What needs to be done: Output a verbatim copy of the data, cut off after the line that contains "use crate::value::AttributeMap;".

Data for this exercise:
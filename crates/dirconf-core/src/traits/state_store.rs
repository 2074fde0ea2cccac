// # State Store Trait
//
// Persists the observed state of every tracked resource between runs.
//
// ## Purpose
//
// The tracked observed map is the reconciler's `prior`: it holds the last
// values the client applied to sensitive fields (the server only ever
// returns a mask) and is the baseline for drift detection.
//
// ## Implementations
//
// - Memory: `MemoryStateStore`
// - File-based: `FileStateStore` (JSON, atomic writes)

use async_trait::async_trait;
use chrono::{DateTime, Utc};
use serde::{Deserialize, Serialize};

use crate::identity::ResourceIdentity;
use crate::value::AttributeMap;

/// Tracked state of one resource
#[derive(Debug, Clone, PartialEq, Serialize, Deserialize)]
pub struct StateRecord {
    /// Which object
    pub identity: ResourceIdentity,
    /// Observed state after the last successful reconciliation
    pub observed: AttributeMap,
    /// When it was recorded
    pub last_reconciled: DateTime<Utc>,
}

impl StateRecord {
    /// Create a record stamped with the current time
    pub fn new(identity: ResourceIdentity, observed: AttributeMap) -> Self {
        Self {
            identity,
            observed,
            last_reconciled: Utc::now(),
        }
    }
}

/// Trait for state store implementations
///
/// One record per `ResourceIdentity`; `list_records` returns each tracked
/// identity once.
///
/// # Trust Level: Trusted (Core Component)
///
/// ## Allowed Capabilities
/// - ✅ Perform I/O for persistent storage
/// - ✅ Cache state in memory (with explicit flush)
///
/// ## Forbidden Capabilities
/// - ❌ Call the configuration API (owned by `ConfigClient`)
/// - ❌ Decide what to change (owned by `Reconciler`)
#[async_trait]
pub trait StateStore: Send + Sync {
    /// Get the full record for an identity
    async fn get_record(
        &self,
        identity: &ResourceIdentity,
    ) -> Result<Option<StateRecord>, crate::Error>;

    /// Get only the observed map for an identity
    async fn get_observed(
        &self,
        identity: &ResourceIdentity,
    ) -> Result<Option<AttributeMap>, crate::Error> {
        Ok(self.get_record(identity).await?.map(|r| r.observed))
    }

    /// Record a freshly observed map, stamped now
    async fn set_observed(
        &self,
        identity: &ResourceIdentity,
        observed: &AttributeMap,
    ) -> Result<(), crate::Error> {
        self.set_record(&StateRecord::new(identity.clone(), observed.clone()))
            .await
    }

    /// Create or replace a record
    async fn set_record(&self, record: &StateRecord) -> Result<(), crate::Error>;

    /// Delete a record
    ///
    /// - `Ok(())`: Deleted, or there was nothing to delete
    async fn delete_record(&self, identity: &ResourceIdentity) -> Result<(), crate::Error>;

    /// List all tracked identities
    async fn list_records(&self) -> Result<Vec<ResourceIdentity>, crate::Error>;

    /// Persist any pending changes
    async fn flush(&self) -> Result<(), crate::Error>;
}
//! Resource identity
//!
//! An identity names the schema (resource type) and the path segments that
//! locate one object, e.g. `local-db-index[userRoot/uid]`. Identities are
//! immutable: changing any key component is a different object.

use serde::{Deserialize, Serialize};
use std::fmt;

use crate::error::{Error, Result};

/// Separator used in composite external keys
pub const KEY_SEPARATOR: char = '/';

/// Identity of one remote configuration object
#[derive(Debug, Clone, PartialEq, Eq, Hash, PartialOrd, Ord, Serialize, Deserialize)]
pub struct ResourceIdentity {
    resource_type: String,
    key: Vec<String>,
}

impl ResourceIdentity {
    /// Create an identity from a resource type and key segments
    pub fn new<I, S>(resource_type: impl Into<String>, key: I) -> Self
    where
        I: IntoIterator<Item = S>,
        S: Into<String>,
    {
        Self {
            resource_type: resource_type.into(),
            key: key.into_iter().map(Into::into).collect(),
        }
    }

    /// Identity of a singleton, which has no key segments
    pub fn singleton(resource_type: impl Into<String>) -> Self {
        Self {
            resource_type: resource_type.into(),
            key: Vec::new(),
        }
    }

    /// Parse a composite external key such as `"userRoot/uid"`
    ///
    /// The key must have exactly `key_arity` non-empty segments. A singleton
    /// (arity 0) only accepts the empty key. Nothing is guessed or trimmed.
    pub fn parse(resource_type: &str, key_arity: usize, external_key: &str) -> Result<Self> {
        if key_arity == 0 {
            if !external_key.is_empty() {
                return Err(Error::import_key(
                    resource_type,
                    external_key,
                    "singleton resources take an empty key",
                ));
            }
            return Ok(Self::singleton(resource_type));
        }

        let segments: Vec<&str> = external_key.split(KEY_SEPARATOR).collect();
        if segments.len() != key_arity {
            return Err(Error::import_key(
                resource_type,
                external_key,
                format!(
                    "expected {} segment(s) separated by '{}', got {}",
                    key_arity,
                    KEY_SEPARATOR,
                    segments.len()
                ),
            ));
        }

        if let Some(pos) = segments.iter().position(|s| s.is_empty()) {
            return Err(Error::import_key(
                resource_type,
                external_key,
                format!("segment {} is empty", pos + 1),
            ));
        }

        Ok(Self::new(resource_type, segments))
    }

    pub fn resource_type(&self) -> &str {
        &self.resource_type
    }

    pub fn key(&self) -> &[String] {
        &self.key
    }

    /// Last key segment: the object's own name within its parent
    pub fn local_id(&self) -> Option<&str> {
        self.key.last().map(String::as_str)
    }

    /// The key rendered back into its external form
    pub fn external_key(&self) -> String {
        self.key.join(&KEY_SEPARATOR.to_string())
    }
}

impl fmt::Display for ResourceIdentity {
    fn fmt(&self, f: &mut fmt::Formatter<'_>) -> fmt::Result {
        write!(f, "{}[{}]", self.resource_type, self.external_key())
    }
}
/// Result of a read
#[derive(Debug, Clone, PartialEq, Eq)]
pub enum ReadOutcome {
    /// The object exists; its normalized state
    Observed(AttributeMap),
    /// The object no longer exists; drop it from tracked state
    Absent,
}

/// Generic reconciler for every resource type in the registry
pub struct Reconciler {
    /// Client for the configuration API
    client: Box<dyn ConfigClient>,

    /// Schema tables
    schemas: Arc<SchemaRegistry>,

    /// Plan and report, never mutate
    dry_run: bool,

    /// Caller's cancellation signal, checked before every network call
    cancel: Option<CancellationToken>,

    /// Event sender for external monitoring
    event_tx: mpsc::Sender<ReconcileEvent>,
}
//! Attribute value model
//!
//! A small closed set of value kinds with explicit null and unknown states.
//! `Null` means "no value" (the field is cleared), `Unknown` means "no
//! opinion" (the server decides, or the plan says nothing about it).

use serde::{Deserialize, Serialize};
use std::collections::{BTreeMap, BTreeSet};
use std::fmt;

/// A single attribute value
#[derive(Debug, Clone, PartialEq, Eq, Serialize, Deserialize)]
#[serde(tag = "kind", content = "value", rename_all = "snake_case")]
pub enum AttributeValue {
    /// No value
    Null,
    /// Not known yet; the caller expressed no opinion
    Unknown,
    /// Boolean
    Bool(bool),
    /// 64-bit integer
    Int64(i64),
    /// Free-form string
    String(String),
    /// String validated against a closed vocabulary
    Enum(String),
    /// Ordered list; order is significant
    StringList(Vec<String>),
    /// Unordered set of unique strings
    StringSet(BTreeSet<String>),
}

impl AttributeValue {
    /// Build a set value from anything iterable
    pub fn set<I, S>(items: I) -> Self
    where
        I: IntoIterator<Item = S>,
        S: Into<String>,
    {
        Self::StringSet(items.into_iter().map(Into::into).collect())
    }

    /// Build an ordered list value from anything iterable
    pub fn list<I, S>(items: I) -> Self
    where
        I: IntoIterator<Item = S>,
        S: Into<String>,
    {
        Self::StringList(items.into_iter().map(Into::into).collect())
    }

    /// Build an enum value
    pub fn enumeration(value: impl Into<String>) -> Self {
        Self::Enum(value.into())
    }

    pub fn is_null(&self) -> bool {
        matches!(self, Self::Null)
    }

    pub fn is_unknown(&self) -> bool {
        matches!(self, Self::Unknown)
    }

    /// Neither null nor unknown
    pub fn is_known(&self) -> bool {
        !self.is_null() && !self.is_unknown()
    }

    /// Name of the value kind, for error messages
    pub fn kind_name(&self) -> &'static str {
        match self {
            Self::Null => "null",
            Self::Unknown => "unknown",
            Self::Bool(_) => "bool",
            Self::Int64(_) => "int64",
            Self::String(_) => "string",
            Self::Enum(_) => "enum",
            Self::StringList(_) => "list",
            Self::StringSet(_) => "set",
        }
    }

    /// String content of `String` and `Enum` values
    pub fn as_str(&self) -> Option<&str> {
        match self {
            Self::String(s) | Self::Enum(s) => Some(s),
            _ => None,
        }
    }

    pub fn as_bool(&self) -> Option<bool> {
        match self {
            Self::Bool(b) => Some(*b),
            _ => None,
        }
    }

    pub fn as_i64(&self) -> Option<i64> {
        match self {
            Self::Int64(i) => Some(*i),
            _ => None,
        }
    }

    pub fn as_list(&self) -> Option<&[String]> {
        match self {
            Self::StringList(items) => Some(items),
            _ => None,
        }
    }

    pub fn as_set(&self) -> Option<&BTreeSet<String>> {
        match self {
            Self::StringSet(items) => Some(items),
            _ => None,
        }
    }

    /// True for empty lists and sets
    pub fn is_empty_collection(&self) -> bool {
        match self {
            Self::StringList(items) => items.is_empty(),
            Self::StringSet(items) => items.is_empty(),
            _ => false,
        }
    }
}

impl fmt::Display for AttributeValue {
    fn fmt(&self, f: &mut fmt::Formatter<'_>) -> fmt::Result {
        match self {
            Self::Null => write!(f, "null"),
            Self::Unknown => write!(f, "(unknown)"),
            Self::Bool(b) => write!(f, "{}", b),
            Self::Int64(i) => write!(f, "{}", i),
            Self::String(s) | Self::Enum(s) => write!(f, "{:?}", s),
            Self::StringList(items) => write!(f, "{:?}", items),
            Self::StringSet(items) => {
                write!(f, "{{")?;
                for (i, item) in items.iter().enumerate() {
                    if i > 0 {
                        write!(f, ", ")?;
                    }
                    write!(f, "{:?}", item)?;
                }
                write!(f, "}}")
            }
        }
    }
}

impl From<bool> for AttributeValue {
    fn from(b: bool) -> Self {
        Self::Bool(b)
    }
}

impl From<i64> for AttributeValue {
    fn from(i: i64) -> Self {
        Self::Int64(i)
    }
}

impl From<&str> for AttributeValue {
    fn from(s: &str) -> Self {
        Self::String(s.to_string())
    }
}

impl From<String> for AttributeValue {
    fn from(s: String) -> Self {
        Self::String(s)
    }
}

/// Snapshot of one remote configuration object, keyed by field name
///
/// Either a plan (desired) or an observed state. Maps are value objects:
/// every modifier consumes the map and returns a new one.
#[derive(Debug, Clone, Default, PartialEq, Eq, Serialize, Deserialize)]
#[serde(transparent)]
pub struct AttributeMap {
    values: BTreeMap<String, AttributeValue>,
}

impl AttributeMap {
    /// Create an empty map
    pub fn new() -> Self {
        Self::default()
    }

    /// Return a map with `name` set to `value`
    pub fn with(mut self, name: impl Into<String>, value: impl Into<AttributeValue>) -> Self {
        self.values.insert(name.into(), value.into());
        self
    }

    /// Return a map without `name`
    pub fn without(mut self, name: &str) -> Self {
        self.values.remove(name);
        self
    }

    pub fn get(&self, name: &str) -> Option<&AttributeValue> {
        self.values.get(name)
    }

    pub fn contains(&self, name: &str) -> bool {
        self.values.contains_key(name)
    }

    pub fn names(&self) -> impl Iterator<Item = &str> {
        self.values.keys().map(String::as_str)
    }

    pub fn iter(&self) -> impl Iterator<Item = (&str, &AttributeValue)> {
        self.values.iter().map(|(k, v)| (k.as_str(), v))
    }

    pub fn len(&self) -> usize {
        self.values.len()
    }

    pub fn is_empty(&self) -> bool {
        self.values.is_empty()
    }
}

impl<K: Into<String>> FromIterator<(K, AttributeValue)> for AttributeMap {
    fn from_iter<T: IntoIterator<Item = (K, AttributeValue)>>(iter: T) -> Self {
        Self {
            values: iter.into_iter().map(|(k, v)| (k.into(), v)).collect(),
        }
    }
}
// # Configuration Client Trait
//
// Defines the interface to the remote configuration API.
//
// ## Implementations
//
// - REST: `dirconf-client-rest` crate
// - Tests: in-memory client under `tests/common`
//
// ## Usage
//
// ```rust,ignore
// use dirconf_core::{ConfigClient, ResourceIdentity};
//
// #[tokio::main]
// async fn main() -> anyhow::Result<()> {
//     let client = /* ConfigClient implementation */;
//
//     let id = ResourceIdentity::new("alert-handler", ["smtp"]);
//     if let Some(raw) = client.fetch_object(&id).await? {
//         println!("{}", serde_json::Value::Object(raw));
//     }
//
//     Ok(())
// }
// ```

use async_trait::async_trait;
use std::sync::Arc;

use crate::identity::ResourceIdentity;
use crate::normalize::RemoteObject;
use crate::patch::PatchOperation;
use crate::registry::SchemaRegistry;

/// Trait for configuration API clients
///
/// A client moves raw objects over the wire and nothing else. It is
/// stateless between calls.
///
/// # Trust Level: Untrusted
///
/// ## Allowed Capabilities
/// - ✅ Call the configuration API for the identity it was given
/// - ✅ Translate wire envelopes into plain field objects
/// - ✅ Return success or failure
///
/// ## Forbidden Capabilities
/// - ❌ Retry or re-order operations (a rejected batch goes back to the caller)
/// - ❌ Decide whether a change is needed (owned by `Reconciler`)
/// - ❌ Touch the state store (owned by the caller of `Reconciler`)
/// - ❌ Spawn tasks or threads
///
/// An object that does not exist is `Ok(None)` from `fetch_object`, never an
/// error. `delete_object` on a missing object may either succeed or return an
/// error for which [`crate::Error::is_not_found`] holds.
#[async_trait]
pub trait ConfigClient: Send + Sync {
    /// Read one object
    ///
    /// # Returns
    ///
    /// - `Ok(Some(object))`: The object's fields, envelope stripped
    /// - `Ok(None)`: The object does not exist
    /// - `Err(Error)`: Transport, authentication or server error
    async fn fetch_object(
        &self,
        identity: &ResourceIdentity,
    ) -> Result<Option<RemoteObject>, crate::Error>;

    /// Create one object seeded with `seed`
    ///
    /// The server may fill in defaults; callers re-read rather than trusting
    /// the echo.
    async fn create_object(
        &self,
        identity: &ResourceIdentity,
        seed: &RemoteObject,
    ) -> Result<RemoteObject, crate::Error>;

    /// Submit one batch of operations
    ///
    /// The batch is atomic on the server: either every operation applies or
    /// none does.
    async fn apply_patch(
        &self,
        identity: &ResourceIdentity,
        operations: &[PatchOperation],
    ) -> Result<RemoteObject, crate::Error>;

    /// Delete one object
    async fn delete_object(&self, identity: &ResourceIdentity) -> Result<(), crate::Error>;

    /// Client name, for logging
    fn client_name(&self) -> &'static str;
}

/// Helper trait for constructing clients from configuration
pub trait ConfigClientFactory: Send + Sync {
    /// Create a client
    ///
    /// The schema registry is handed over so clients can map identities to
    /// endpoints and resource families.
    fn create(
        &self,
        config: &crate::config::ClientConfig,
        schemas: Arc<SchemaRegistry>,
    ) -> Result<Box<dyn ConfigClient>, crate::Error>;
}
//! Schema and client registry
//!
//! The registry maps resource type names to schema tables, and client type
//! names to the factories that build [`ConfigClient`]s. Nothing is hardcoded
//! in the reconciler: resource types and transports are looked up here.
//!
//! ## Usage
//!
//! ```rust,ignore
//! use dirconf_core::registry::SchemaRegistry;
//! use std::sync::Arc;
//!
//! let registry = Arc::new(SchemaRegistry::with_builtin_catalog());
//! dirconf_client_rest::register(&registry);
//!
//! let schema = registry.schema("alert-handler")?;
//! let client = registry.create_client(&config.client)?;
//! ```

use std::collections::HashMap;
use std::sync::{Arc, PoisonError, RwLock};

use crate::config::ClientConfig;
use crate::error::{Error, Result};
use crate::schema::ResourceSchema;
use crate::traits::{ConfigClient, ConfigClientFactory};

/// Registry of resource schemas and client factories
///
/// ## Thread Safety
///
/// The registry uses interior mutability with RwLock, allowing concurrent
/// reads and exclusive writes.
#[derive(Default)]
pub struct SchemaRegistry {
    /// Resource type name -> schema table
    schemas: RwLock<HashMap<String, Arc<ResourceSchema>>>,

    /// Client type name -> factory
    clients: RwLock<HashMap<String, Box<dyn ConfigClientFactory>>>,
}

impl SchemaRegistry {
    /// Create a new empty registry
    pub fn new() -> Self {
        Self::default()
    }

    /// Create a registry holding the built-in resource catalog
    pub fn with_builtin_catalog() -> Self {
        let registry = Self::new();
        for schema in crate::catalog::builtin() {
            registry.register_schema(schema);
        }
        registry
    }

    /// Register a schema under its own name, replacing any previous one
    pub fn register_schema(&self, schema: ResourceSchema) {
        let mut schemas = self.schemas.write().unwrap_or_else(PoisonError::into_inner);
        schemas.insert(schema.name().to_string(), Arc::new(schema));
    }

    /// Look up the schema of a resource type
    ///
    /// # Returns
    ///
    /// - `Ok(schema)`: The registered schema
    /// - `Err(Error::Config)`: No such resource type
    pub fn schema(&self, resource_type: &str) -> Result<Arc<ResourceSchema>> {
        let schemas = self.schemas.read().unwrap_or_else(PoisonError::into_inner);
        schemas
            .get(resource_type)
            .cloned()
            .ok_or_else(|| Error::config(format!("Unknown resource type: {}", resource_type)))
    }

    /// Check if a resource type is registered
    pub fn has_schema(&self, resource_type: &str) -> bool {
        let schemas = self.schemas.read().unwrap_or_else(PoisonError::into_inner);
        schemas.contains_key(resource_type)
    }

    /// List all registered resource types, sorted
    pub fn list_schemas(&self) -> Vec<String> {
        let schemas = self.schemas.read().unwrap_or_else(PoisonError::into_inner);
        let mut names: Vec<String> = schemas.keys().cloned().collect();
        names.sort();
        names
    }

    /// Register a client factory
    ///
    /// # Parameters
    ///
    /// - `name`: Client type name (e.g., "rest")
    /// - `factory`: Factory object for creating client instances
    pub fn register_client(&self, name: impl Into<String>, factory: Box<dyn ConfigClientFactory>) {
        let mut clients = self.clients.write().unwrap_or_else(PoisonError::into_inner);
        clients.insert(name.into(), factory);
    }

    /// Create a client from configuration
    ///
    /// The factory receives a handle to this registry so the client can
    /// resolve endpoints for any registered resource type.
    pub fn create_client(self: &Arc<Self>, config: &ClientConfig) -> Result<Box<dyn ConfigClient>> {
        let client_type = config.type_name();
        let clients = self.clients.read().unwrap_or_else(PoisonError::into_inner);

        let factory = clients
            .get(client_type)
            .ok_or_else(|| Error::config(format!("Unknown client type: {}", client_type)))?;

        factory.create(config, Arc::clone(self))
    }

    /// Check if a client type is registered
    pub fn has_client(&self, name: &str) -> bool {
        let clients = self.clients.read().unwrap_or_else(PoisonError::into_inner);
        clients.contains_key(name)
    }

    /// List all registered client types
    pub fn list_clients(&self) -> Vec<String> {
        let clients = self.clients.read().unwrap_or_else(PoisonError::into_inner);
        clients.keys().cloned().collect()
    }
}
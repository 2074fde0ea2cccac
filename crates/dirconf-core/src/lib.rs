// # dirconf-core
//
// Generic reconciliation engine for a directory server's REST
// configuration API.
//
// ## Architecture Overview
//
// - **AttributeValue / AttributeMap**: Typed snapshot of one configuration object
// - **ResourceSchema**: Declarative field table per resource type
// - **normalize**: Raw JSON <-> AttributeMap, same rules both ways
// - **diff**: Minimal, ordered patch batch from observed state to plan
// - **Reconciler**: Create / adopt / read / update / delete / import
// - **ConfigClient**: Trait for the configuration API transport
// - **StateStore**: Trait for tracked observed state (orchestration side)
// - **SchemaRegistry**: Resource types and client factories by name
//
// ## Design Principles
//
// 1. **One engine, many schemas**: resource types are data, not code
// 2. **Pure core**: normalization and diffing never touch the network
// 3. **Stateless reconciler**: the caller owns tracked state
// 4. **No blind retry**: a rejected batch goes back to the caller

pub mod catalog;
pub mod config;
pub mod diff;
pub mod document;
pub mod engine;
pub mod error;
pub mod identity;
pub mod import;
pub mod normalize;
pub mod patch;
pub mod registry;
pub mod schema;
pub mod state;
pub mod traits;
pub mod value;

// Re-export core types for convenience
pub use config::{ClientConfig, DirconfConfig, ReconcilerConfig, RunMode, StateStoreConfig};
pub use document::{DesiredDocument, DesiredResource, Ensure, ResolvedResource};
pub use engine::{ReadOutcome, ReconcileEvent, Reconciler};
pub use error::{Error, Result};
pub use identity::ResourceIdentity;
pub use import::{DriftReport, DriftStatus, TrackedResource};
pub use normalize::RemoteObject;
pub use patch::{PatchKind, PatchOperation};
pub use registry::SchemaRegistry;
pub use schema::{FieldKind, FieldSchema, ResourceClass, ResourceSchema, VariantSchema};
pub use state::{FileStateStore, MemoryStateStore};
pub use traits::{ConfigClient, ConfigClientFactory, StateRecord, StateStore};
pub use value::{AttributeMap, AttributeValue};
// # State Store Implementations
//
// Implementations of the StateStore trait. Only the orchestration side
// (the driver, or an embedding application) uses these; the reconciler is
// stateless between calls.

pub mod file;
pub mod memory;

pub use file::FileStateStore;
pub use memory::MemoryStateStore;

use crate::config::StateStoreConfig;
use crate::error::Result;
use crate::traits::StateStore;

/// Open the state store described by `config`
pub async fn open(config: &StateStoreConfig) -> Result<Box<dyn StateStore>> {
    config.validate()?;
    match config {
        StateStoreConfig::Memory => Ok(Box::new(MemoryStateStore::new())),
        StateStoreConfig::File { path } => Ok(Box::new(FileStateStore::new(path).await?)),
    }
}
//! Built-in resource catalog
//!
//! Schema tables for a representative slice of the configuration API. Each
//! table is pure data; registering another resource type takes one more
//! function here (or a `register_schema` call from the embedding crate).

use crate::schema::{FieldSchema, ResourceClass, ResourceSchema, VariantSchema};

const PRIVILEGES: &[&str] = &[
    "audit-data-security",
    "backend-backup",
    "backend-restore",
    "bypass-acl",
    "bypass-pw-policy",
    "config-read",
    "config-write",
    "disconnect-client",
    "jmx-read",
    "ldif-export",
    "ldif-import",
    "lockdown-mode",
    "modify-acl",
    "password-reset",
    "privilege-change",
    "proxied-auth",
    "server-restart",
    "server-shutdown",
    "soft-delete-read",
    "unindexed-search",
    "update-schema",
];

const ALERT_SEVERITIES: &[&str] = &["error", "fatal", "info", "warning"];

/// Every built-in schema
pub fn builtin() -> Vec<ResourceSchema> {
    vec![
        global_configuration(),
        root_dn(),
        alert_handler(),
        local_db_index(),
        root_dn_user(),
        default_password_policy(),
    ]
}

/// Server-wide settings; always exists
pub fn global_configuration() -> ResourceSchema {
    ResourceSchema::new(
        "global-configuration",
        "global-configuration",
        ResourceClass::SINGLETON,
        0,
    )
    .with_fields(vec![
        FieldSchema::string("location").empty_is_null(),
        FieldSchema::string("instanceName").computed(),
        FieldSchema::enumeration("writabilityMode", &["enabled", "disabled", "internal-only"])
            .computed(),
        FieldSchema::bool("checkSchema").computed(),
        FieldSchema::bool("rejectUnauthenticatedRequests").computed(),
        FieldSchema::int64("lookthroughLimit").computed(),
        FieldSchema::int64("sizeLimit").computed(),
        FieldSchema::set("sensitiveAttribute"),
        FieldSchema::enum_set("disabledPrivilege", PRIVILEGES),
        FieldSchema::string("serverVersion").read_only(),
    ])
}

/// Defaults for every root user
pub fn root_dn() -> ResourceSchema {
    ResourceSchema::new("root-dn", "root-dn", ResourceClass::SINGLETON, 0).with_fields(vec![
        FieldSchema::enum_set("defaultRootPrivilegeName", PRIVILEGES).computed(),
    ])
}

/// Alert handlers, one family with a subtype per delivery mechanism
pub fn alert_handler() -> ResourceSchema {
    ResourceSchema::new(
        "alert-handler",
        "alert-handlers/{0}",
        ResourceClass::DELETABLE,
        1,
    )
    .with_fields(vec![
        FieldSchema::string("description").empty_is_null(),
        FieldSchema::bool("enabled").required(),
        FieldSchema::bool("asynchronous").computed(),
        FieldSchema::enum_set("enabledAlertSeverity", ALERT_SEVERITIES).computed(),
        FieldSchema::set("enabledAlertType"),
        FieldSchema::set("disabledAlertType"),
    ])
    .with_variant(VariantSchema::new(
        "smtp",
        vec![
            FieldSchema::string("senderAddress").required(),
            FieldSchema::set("recipientAddress"),
            FieldSchema::string("messageSubject").required(),
            FieldSchema::string("messageBody").required(),
        ],
    ))
    .with_variant(VariantSchema::new(
        "groovy-scripted",
        vec![
            FieldSchema::string("scriptClass").required(),
            FieldSchema::list("scriptArgument"),
        ],
    ))
}

/// Attribute indexes of a local DB backend, keyed `backend/index`
pub fn local_db_index() -> ResourceSchema {
    ResourceSchema::new(
        "local-db-index",
        "backends/{0}/local-db-indexes/{1}",
        ResourceClass::DELETABLE,
        2,
    )
    .with_fields(vec![
        FieldSchema::string("description").empty_is_null(),
        FieldSchema::string("attribute").required().immutable(),
        FieldSchema::enum_set(
            "indexType",
            &["approximate", "equality", "ordering", "presence", "substring"],
        ),
        FieldSchema::int64("indexEntryLimit").computed(),
        FieldSchema::bool("primeIndex").computed(),
    ])
}

/// Additional root users
pub fn root_dn_user() -> ResourceSchema {
    ResourceSchema::new(
        "root-dn-user",
        "root-dn/root-dn-users/{0}",
        ResourceClass::DELETABLE,
        1,
    )
    .with_fields(vec![
        FieldSchema::string("description").empty_is_null(),
        FieldSchema::set("alternateBindDN"),
        FieldSchema::string("password").sensitive(),
        FieldSchema::string("firstName").empty_is_null(),
        FieldSchema::string("lastName").empty_is_null(),
        FieldSchema::bool("inheritDefaultRootPrivileges").computed(),
        FieldSchema::enum_set("privilege", PRIVILEGES),
    ])
}

/// Password policies that ship with the server; adopted, never created
pub fn default_password_policy() -> ResourceSchema {
    ResourceSchema::new(
        "default-password-policy",
        "password-policies/{0}",
        ResourceClass::DEFAULT_OBJECT,
        1,
    )
    .with_fields(vec![
        FieldSchema::string("description").empty_is_null(),
        FieldSchema::string("passwordAttribute").computed(),
        FieldSchema::set("defaultPasswordStorageScheme").computed(),
        FieldSchema::bool("forceChangeOnReset").computed(),
        FieldSchema::int64("lockoutFailureCount").computed(),
        FieldSchema::string("maxPasswordAge").empty_is_null(),
    ])
}

#[cfg(test)]
mod tests {
    use super::*;

    #[test]
    fn singletons_have_no_key() {
        for schema in builtin() {
            if schema.class().is_singleton {
                assert_eq!(schema.key_arity(), 0, "{}", schema.name());
            }
        }
    }

    #[test]
    fn endpoint_placeholders_match_key_arity() {
        for schema in builtin() {
            for i in 0..schema.key_arity() {
                let placeholder = format!("{{{}}}", i);
                assert!(
                    schema.endpoint().contains(&placeholder),
                    "{} is missing {}",
                    schema.name(),
                    placeholder
                );
            }
            let extra = format!("{{{}}}", schema.key_arity());
            assert!(!schema.endpoint().contains(&extra), "{}", schema.name());
        }
    }

    #[test]
    fn alert_handler_is_polymorphic() {
        let schema = alert_handler();
        assert!(schema.is_polymorphic());
        assert!(schema.variant("smtp").is_some());
        assert!(schema.variant("groovy-scripted").is_some());
        assert!(schema.field("type").is_some_and(|f| f.immutable));
    }
}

Solved problem:
filename crates/dirconf-core/src/traits/state_store.rs
repository 2074fde0ea2cccac
// # State Store Trait
//
// Persists the observed state of every tracked resource between runs.
//
// ## Purpose
//
// The tracked observed map is the reconciler's `prior`: it holds the last
// values the client applied to sensitive fields (the server only ever
// returns a mask) and is the baseline for drift detection.
//
// ## Implementations
//
// - Memory: `MemoryStateStore`
// - File-based: `FileStateStore` (JSON, atomic writes)

use async_trait::async_trait;
use chrono::{DateTime, Utc};
use serde::{Deserialize, Serialize};

use crate::identity::ResourceIdentity;
use crate::value::AttributeMap;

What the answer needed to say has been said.